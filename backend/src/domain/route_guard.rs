//! Route guard: decide whether the session may open a page.
//!
//! The guard never trusts the role cached in the session. It resolves the
//! role again from the profile record and decides on that value; when the two
//! disagree the store is asked to refresh.

use serde::Serialize;
use tracing::{debug, info};
use utoipa::ToSchema;

use super::ports::SessionStorage;
use super::routes::LOGIN_PATH;
use super::{Role, SessionStore};

/// Outcome of a guard check.
#[derive(Debug, Clone, PartialEq, Eq, Serialize, ToSchema)]
#[serde(tag = "state", rename_all = "kebab-case")]
pub enum AccessDecision {
    /// The session is still being initialised.
    Checking,
    /// The page may be shown.
    Authorized,
    /// Send the visitor to the login page.
    RedirectLogin { redirect: String },
    /// Send the visitor to their role's landing page.
    RedirectHome { redirect: String },
}

impl AccessDecision {
    /// Redirect target, if the decision is a redirect.
    pub fn redirect(&self) -> Option<&str> {
        match self {
            Self::RedirectLogin { redirect } | Self::RedirectHome { redirect } => Some(redirect),
            Self::Checking | Self::Authorized => None,
        }
    }
}

/// Decide access from already-resolved inputs.
///
/// # Examples
/// ```
/// use backend::domain::{decide, AccessDecision, Role};
///
/// let decision = decide(true, Some(Role::Coordinator), Some(&[Role::Mentee]));
/// assert_eq!(
///     decision,
///     AccessDecision::RedirectHome { redirect: "/dashboard/coordinator".into() }
/// );
/// ```
pub fn decide(has_identity: bool, role: Option<Role>, allowed: Option<&[Role]>) -> AccessDecision {
    if !has_identity {
        return redirect_login();
    }
    let Some(allowed) = allowed else {
        return AccessDecision::Authorized;
    };
    match role {
        None => redirect_login(),
        Some(role) if allowed.contains(&role) => AccessDecision::Authorized,
        Some(role) => AccessDecision::RedirectHome {
            redirect: role.default_path().to_owned(),
        },
    }
}

fn redirect_login() -> AccessDecision {
    AccessDecision::RedirectLogin {
        redirect: LOGIN_PATH.to_owned(),
    }
}

/// Check the session against a page's allowed roles.
///
/// Returns [`AccessDecision::Checking`] until the store has been initialised.
pub async fn authorize<S: SessionStorage>(
    store: &mut SessionStore<S>,
    allowed: Option<&[Role]>,
) -> AccessDecision {
    if store.is_loading() {
        return AccessDecision::Checking;
    }
    let Some(identity) = store.identity().cloned() else {
        return decide(false, None, allowed);
    };
    let id = identity.id();
    let fresh = store.lookup_role(&identity).await;
    if fresh != store.role() {
        debug!(user_id = %id, cached = ?store.role(), ?fresh, "cached role is stale");
        store.adopt_role(fresh);
    }
    let decision = decide(true, fresh, allowed);
    if let AccessDecision::RedirectHome { redirect } = &decision {
        info!(user_id = %id, ?fresh, ?allowed, %redirect, "access denied for role");
    }
    decision
}

#[cfg(test)]
mod tests {
    //! Regression coverage for this module.
    use std::sync::Arc;

    use super::*;
    use crate::domain::ports::{
        FixtureAuthService, FixtureDemoIdentities, InMemorySessionStorage, MockProfileRepository,
    };
    use crate::domain::{DisplayName, Profile, SessionServices, all_pages};
    use rstest::rstest;
    use rstest_bdd_macros::{given, then, when};

    #[rstest]
    fn unauthenticated_sessions_go_to_login_everywhere() {
        for page in all_pages() {
            for role in [None, Some(Role::Mentee), Some(Role::Coordinator)] {
                assert_eq!(
                    decide(false, role, page.allowed),
                    AccessDecision::RedirectLogin {
                        redirect: "/login".into()
                    },
                    "page {}",
                    page.path
                );
            }
        }
    }

    #[rstest]
    #[case(Role::Mentee, &[Role::Mentor], "/dashboard/mentee")]
    #[case(Role::Mentor, &[Role::Coordinator], "/dashboard/mentor")]
    #[case(Role::Coordinator, &[Role::Mentee, Role::Mentor], "/dashboard/coordinator")]
    fn excluded_roles_go_home(
        #[case] role: Role,
        #[case] allowed: &'static [Role],
        #[case] home: &str,
    ) {
        let decision = decide(true, Some(role), Some(allowed));
        assert_eq!(decision.redirect(), Some(home));
        assert!(matches!(decision, AccessDecision::RedirectHome { .. }));
    }

    #[rstest]
    #[case(None, None, AccessDecision::Authorized)]
    #[case(Some(Role::Mentor), None, AccessDecision::Authorized)]
    #[case(Some(Role::Mentor), Some(&[Role::Mentor][..]), AccessDecision::Authorized)]
    #[case(None, Some(&[Role::Mentor][..]), AccessDecision::RedirectLogin { redirect: "/login".into() })]
    fn authenticated_decisions(
        #[case] role: Option<Role>,
        #[case] allowed: Option<&'static [Role]>,
        #[case] expected: AccessDecision,
    ) {
        assert_eq!(decide(true, role, allowed), expected);
    }

    #[given("a mentee session whose profile now says coordinator")]
    fn a_mentee_session_whose_profile_now_says_coordinator()
    -> SessionStore<InMemorySessionStorage> {
        let mut profiles = MockProfileRepository::new();
        profiles.expect_find_by_id().returning(|id| {
            Ok(Some(Profile::new(
                id.clone(),
                DisplayName::new("John Smith").expect("name"),
                Role::Coordinator,
            )))
        });
        let services = SessionServices::new(Arc::new(FixtureAuthService), Arc::new(profiles))
            .with_demo_identities(Arc::new(FixtureDemoIdentities));
        SessionStore::new(services, InMemorySessionStorage::with_role_hint(Role::Mentee))
    }

    #[when("the guard checks a mentee page")]
    fn the_guard_checks_a_mentee_page() -> Option<&'static [Role]> {
        crate::domain::find_page("/dashboard/mentee/tests").and_then(|page| page.allowed)
    }

    #[then("the visitor is sent to the coordinator dashboard")]
    fn the_visitor_is_sent_to_the_coordinator_dashboard(decision: AccessDecision) {
        assert_eq!(
            decision,
            AccessDecision::RedirectHome {
                redirect: "/dashboard/coordinator".into()
            }
        );
    }

    #[rstest]
    #[tokio::test]
    async fn fresh_profile_role_overrides_the_cached_one() {
        let mut store = a_mentee_session_whose_profile_now_says_coordinator();
        store.initialize().await;
        assert_eq!(store.role(), Some(Role::Mentee));

        let allowed = the_guard_checks_a_mentee_page();
        let decision = authorize(&mut store, allowed).await;

        the_visitor_is_sent_to_the_coordinator_dashboard(decision);
        assert_eq!(store.role(), Some(Role::Coordinator), "store refreshed");
    }

    #[rstest]
    #[tokio::test]
    async fn uninitialised_store_is_checking() {
        let mut store = a_mentee_session_whose_profile_now_says_coordinator();
        assert_eq!(authorize(&mut store, None).await, AccessDecision::Checking);
    }

    #[rstest]
    #[tokio::test]
    async fn unknown_role_on_restricted_page_goes_to_login() {
        let mut profiles = MockProfileRepository::new();
        profiles.expect_find_by_id().returning(|_| {
            Err(crate::domain::ports::ProfileRepositoryError::connection("down"))
        });
        let services = SessionServices::new(Arc::new(FixtureAuthService), Arc::new(profiles))
            .with_demo_identities(Arc::new(FixtureDemoIdentities));
        let mut store =
            SessionStore::new(services, InMemorySessionStorage::with_role_hint(Role::Mentor));
        store.initialize().await;

        let restricted = authorize(&mut store, Some(&[Role::Mentor])).await;
        let open = authorize(&mut store, None).await;

        assert_eq!(restricted.redirect(), Some("/login"));
        assert_eq!(open, AccessDecision::Authorized);
        assert!(store.identity().is_some());
    }
}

□ □ □ □ □

Work to complete
Reproduce the data above in full, with no line missing.

Answer section
filename backend/src/domain/route_guard.rs
//! Route guard: decide whether the session may open a page.
//!
//! The guard never trusts the role cached in the session. It resolves the
//! role again from the profile record and decides on that value; when the two
//! disagree the store is asked to refresh.

use serde::Serialize;
use tracing::{debug, info};
use utoipa::ToSchema;

use super::ports::SessionStorage;
use super::routes::LOGIN_PATH;
use super::{Role, SessionStore};

/// Outcome of a guard check.
#[derive(Debug, Clone, PartialEq, Eq, Serialize, ToSchema)]
#[serde(tag = "state", rename_all = "kebab-case")]
pub enum AccessDecision {
    /// The session is still being initialised.
    Checking,
    /// The page may be shown.
    Authorized,
    /// Send the visitor to the login page.
    RedirectLogin { redirect: String },
    /// Send the visitor to their role's landing page.
    RedirectHome { redirect: String },
}

impl AccessDecision {
    /// Redirect target, if the decision is a redirect.
    pub fn redirect(&self) -> Option<&str> {
        match self {
            Self::RedirectLogin { redirect } | Self::RedirectHome { redirect } => Some(redirect),
            Self::Checking | Self::Authorized => None,
        }
    }
}

/// Decide access from already-resolved inputs.
///
/// # Examples
/// ```
/// use backend::domain::{decide, AccessDecision, Role};
///
/// let decision = decide(true, Some(Role::Coordinator), Some(&[Role::Mentee]));
/// assert_eq!(
///     decision,
///     AccessDecision::RedirectHome { redirect: "/dashboard/coordinator".into() }
/// );
/// ```
pub fn decide(has_identity: bool, role: Option<Role>, allowed: Option<&[Role]>) -> AccessDecision {
    if !has_identity {
        return redirect_login();
    }
    let Some(allowed) = allowed else {
        return AccessDecision::Authorized;
    };
    match role {
        None => redirect_login(),
        Some(role) if allowed.contains(&role) => AccessDecision::Authorized,
        Some(role) => AccessDecision::RedirectHome {
            redirect: role.default_path().to_owned(),
        },
    }
}

fn redirect_login() -> AccessDecision {
    AccessDecision::RedirectLogin {
        redirect: LOGIN_PATH.to_owned(),
    }
}

/// Check the session against a page's allowed roles.
///
/// Returns [`AccessDecision::Checking`] until the store has been initialised.
pub async fn authorize<S: SessionStorage>(
    store: &mut SessionStore<S>,
    allowed: Option<&[Role]>,
) -> AccessDecision {
    if store.is_loading() {
        return AccessDecision::Checking;
    }
    let Some(identity) = store.identity().cloned() else {
        return decide(false, None, allowed);
    };
    let id = identity.id();
    let fresh = store.lookup_role(&identity).await;
    if fresh != store.role() {
        debug!(user_id = %id, cached = ?store.role(), ?fresh, "cached role is stale");
        store.adopt_role(fresh);
    }
    let decision = decide(true, fresh, allowed);
    if let AccessDecision::RedirectHome { redirect } = &decision {
        info!(user_id = %id, ?fresh, ?allowed, %redirect, "access denied for role");
    }
    decision
}

#[cfg(test)]
mod tests {
    //! Regression coverage for this module.
    use std::sync::Arc;

    use super::*;
    use crate::domain::ports::{
        FixtureAuthService, FixtureDemoIdentities, InMemorySessionStorage, MockProfileRepository,
    };
    use crate::domain::{DisplayName, Profile, SessionServices, all_pages};
    use rstest::rstest;
    use rstest_bdd_macros::{given, then, when};

    #[rstest]
    fn unauthenticated_sessions_go_to_login_everywhere() {
        for page in all_pages() {
            for role in [None, Some(Role::Mentee), Some(Role::Coordinator)] {
                assert_eq!(
                    decide(false, role, page.allowed),
                    AccessDecision::RedirectLogin {
                        redirect: "/login".into()
                    },
                    "page {}",
                    page.path
                );
            }
        }
    }

    #[rstest]
    #[case(Role::Mentee, &[Role::Mentor], "/dashboard/mentee")]
    #[case(Role::Mentor, &[Role::Coordinator], "/dashboard/mentor")]
    #[case(Role::Coordinator, &[Role::Mentee, Role::Mentor], "/dashboard/coordinator")]
    fn excluded_roles_go_home(
        #[case] role: Role,
        #[case] allowed: &'static [Role],
        #[case] home: &str,
    ) {
        let decision = decide(true, Some(role), Some(allowed));
        assert_eq!(decision.redirect(), Some(home));
        assert!(matches!(decision, AccessDecision::RedirectHome { .. }));
    }

    #[rstest]
    #[case(None, None, AccessDecision::Authorized)]
    #[case(Some(Role::Mentor), None, AccessDecision::Authorized)]
    #[case(Some(Role::Mentor), Some(&[Role::Mentor][..]), AccessDecision::Authorized)]
    #[case(None, Some(&[Role::Mentor][..]), AccessDecision::RedirectLogin { redirect: "/login".into() })]
    fn authenticated_decisions(
        #[case] role: Option<Role>,
        #[case] allowed: Option<&'static [Role]>,
        #[case] expected: AccessDecision,
    ) {
        assert_eq!(decide(true, role, allowed), expected);
    }

    #[given("a mentee session whose profile now says coordinator")]
    fn a_mentee_session_whose_profile_now_says_coordinator()
    -> SessionStore<InMemorySessionStorage> {
        let mut profiles = MockProfileRepository::new();
        profiles.expect_find_by_id().returning(|id| {
            Ok(Some(Profile::new(
                id.clone(),
                DisplayName::new("John Smith").expect("name"),
                Role::Coordinator,
            )))
        });
        let services = SessionServices::new(Arc::new(FixtureAuthService), Arc::new(profiles))
            .with_demo_identities(Arc::new(FixtureDemoIdentities));
        SessionStore::new(services, InMemorySessionStorage::with_role_hint(Role::Mentee))
    }

    #[when("the guard checks a mentee page")]
    fn the_guard_checks_a_mentee_page() -> Option<&'static [Role]> {
        crate::domain::find_page("/dashboard/mentee/tests").and_then(|page| page.allowed)
    }

    #[then("the visitor is sent to the coordinator dashboard")]
    fn the_visitor_is_sent_to_the_coordinator_dashboard(decision: AccessDecision) {
        assert_eq!(
            decision,
            AccessDecision::RedirectHome {
                redirect: "/dashboard/coordinator".into()
            }
        );
    }

    #[rstest]
    #[tokio::test]
    async fn fresh_profile_role_overrides_the_cached_one() {
        let mut store = a_mentee_session_whose_profile_now_says_coordinator();
        store.initialize().await;
        assert_eq!(store.role(), Some(Role::Mentee));

        let allowed = the_guard_checks_a_mentee_page();
        let decision = authorize(&mut store, allowed).await;

        the_visitor_is_sent_to_the_coordinator_dashboard(decision);
        assert_eq!(store.role(), Some(Role::Coordinator), "store refreshed");
    }

    #[rstest]
    #[tokio::test]
    async fn uninitialised_store_is_checking() {
        let mut store = a_mentee_session_whose_profile_now_says_coordinator();
        assert_eq!(authorize(&mut store, None).await, AccessDecision::Checking);
    }

    #[rstest]
    #[tokio::test]
    async fn unknown_role_on_restricted_page_goes_to_login() {
        let mut profiles = MockProfileRepository::new();
        profiles.expect_find_by_id().returning(|_| {
            Err(crate::domain::ports::ProfileRepositoryError::connection("down"))
        });
        let services = SessionServices::new(Arc::new(FixtureAuthService), Arc::new(profiles))
            .with_demo_identities(Arc::new(FixtureDemoIdentities));
        let mut store =
            SessionStore::new(services, InMemorySessionStorage::with_role_hint(Role::Mentor));
        store.initialize().await;

        let restricted = authorize(&mut store, Some(&[Role::Mentor])).await;
        let open = authorize(&mut store, None).await;

        assert_eq!(restricted.redirect(), Some("/login"));
        assert_eq!(open, AccessDecision::Authorized);
        assert!(store.identity().is_some());
    }
}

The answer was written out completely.